* [WHAT YOU NEED TO DO]: In the data below, find each line carrying the string "impl" and copy it out.

[INFORMATION — start]

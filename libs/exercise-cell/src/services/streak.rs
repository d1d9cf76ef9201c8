// libs/exercise-cell/src/services/streak.rs
use std::collections::HashSet;

use chrono::NaiveDate;

pub const DEFAULT_MAX_STREAK_DAYS: u32 = 365;

/// Counts consecutive activity days ending at a reference date.
#[derive(Debug, Clone, Copy, PartialEq, Eq)]
pub struct StreakCalculator {
    max_days: u32,
}

impl Default for StreakCalculator {
    fn default() -> Self {
        Self { max_days: DEFAULT_MAX_STREAK_DAYS }
    }
}

impl StreakCalculator {
    pub fn new(max_days: u32) -> Self {
        Self { max_days }
    }

    pub fn max_days(&self) -> u32 {
        self.max_days
    }

    /// Walks backward from `reference` one day at a time and stops at the first
    /// day without activity. A missing `reference` day gives 0. The walk never
    /// exceeds `max_days` steps.
    pub fn compute_streak<I>(&self, reference: NaiveDate, activity_dates: I) -> u32
    where
        I: IntoIterator<Item = NaiveDate>,
    {
        let days: HashSet<NaiveDate> = activity_dates.into_iter().collect();

        let mut streak = 0;
        let mut day = reference;
        while streak < self.max_days && days.contains(&day) {
            streak += 1;
            day = match day.pred_opt() {
                Some(previous) => previous,
                None => break,
            };
        }

        streak
    }
}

[INFORMATION — finish]

* [ANSWER BELOW]:
impl Default for StreakCalculator {
impl StreakCalculator {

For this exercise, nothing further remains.